She did start playing games with her fuel gauge though. My FiL filled it up before he gave the keys back, but it's quite hard to get a full tank on this with modern vapour recovery petrol pump nozzles. When I left, the gauge was reading the notch under full (not quite three quarters, more 4/5ths) and was steady. Thirty miles in, I noticed the gauge was dropping down to half and going quicker as I put the miles on. 35 miles in, it was at the quarter mark.

I pulled over concern that I had a leak somewhere. Fuel pump looked dry, so I popped the bonnet to check stuff under there. Fuel filter attached, pipework all good. Feeling the carb overflow ports found them to be dry.

Decided nothing was obviously seriously amiss I decided to motor on. As I carried on, the gauge decided to creep just under half. This was reassuring but still a lot lower than it should have been.

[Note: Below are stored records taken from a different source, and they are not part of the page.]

/* 📖 # Why create a ConfigStore trait?

The ConfigStore trait abstracts where a module's configuration document lives.
The admin models only ever read the whole document, change it in memory and write
the whole document back, so the trait is deliberately tiny:

1. **File store**: the module's `config/module.config.{json,yaml}` through the PAL
2. **In-memory store**: for tests that don't care about serialization

Models hold a StoreHandle and never see which backend they talk to.
*/

use std::sync::Arc;

use parking_lot::RwLock;

use restadmin_base::RestAdminResult;

use crate::document::ConfigDocument;

/// Trait for configuration document storage implementations.
pub trait ConfigStore: Send + Sync + 'static {
    /// Read the full current document.
    ///
    /// A store that has never been written returns an empty document.
    fn read(&self) -> RestAdminResult<ConfigDocument>;

    /// Replace the persisted document with `document`.
    fn write(&mut self, document: &ConfigDocument) -> RestAdminResult<()>;
}

/// A thread-safe handle to a configuration store.
///
/// StoreHandle provides cheap cloning (via Arc) and interior mutability (via RwLock),
/// following the same pattern as `PalHandle` in restadmin_base.
#[derive(Clone)]
pub struct StoreHandle(Arc<RwLock<dyn ConfigStore>>);

impl StoreHandle {
    /// Create a new StoreHandle wrapping the given store implementation.
    pub fn new<S: ConfigStore>(store: S) -> Self {
        Self(Arc::new(RwLock::new(store)))
    }

    /// Read the full document.
    ///
    /// See [`ConfigStore::read`] for details.
    pub fn read(&self) -> RestAdminResult<ConfigDocument> {
        self.0.read().read()
    }

    /// Replace the full document.
    ///
    /// See [`ConfigStore::write`] for details.
    pub fn write(&self, document: &ConfigDocument) -> RestAdminResult<()> {
        self.0.write().write(document)
    }

    /// Read the document, let `f` change it, and write it back.
    ///
    /// The write lock is held for the whole cycle, so two modifications through
    /// handles of the same store never interleave. If `f` fails nothing is written.
    pub fn modify<R, F>(&self, f: F) -> RestAdminResult<R>
    where
        F: FnOnce(&mut ConfigDocument) -> RestAdminResult<R>,
    {
        let mut store = self.0.write();
        let mut document = store.read()?;
        let result = f(&mut document)?;
        store.write(&document)?;
        Ok(result)
    }
}

impl std::fmt::Debug for StoreHandle {
    fn fmt(&self, f: &mut std::fmt::Formatter<'_>) -> std::fmt::Result {
        f.write_str("StoreHandle")
    }
}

A few miles on it dropped again and as I was passing a Sainsbury's, I pulled in to fill up with some cheap Super Unleaded. First click put in 12 quid, so I did the usual pull the nozzle out slightly while peering down the spout and put another gallon in. This fill-up would tally with the fourty or so mile journey since the last fill up.

Starting up and pulling away the gauge rose again. This time to just over half. Another few miles and it was back to full. Down the road some more, back to half...

I can safely say that the gauge is not playing ball. Its got a new (decent) solid state regulator powering it (need to double check it's output voltage to be sure though) and the sender is relatively new too. I have recalibrates the gauge, so that should be in a rough ball park. Since I did all that, it was fine until now. Irritating.

I'll have a look at it soon, but for now I'll just go back to filling up after 200 miles or so on the trip counter.

Back safely home, I did a few under bonnet checks. Brake fluid level fine, clutch fluid fine ... but this cap seems very loose...

Bugger.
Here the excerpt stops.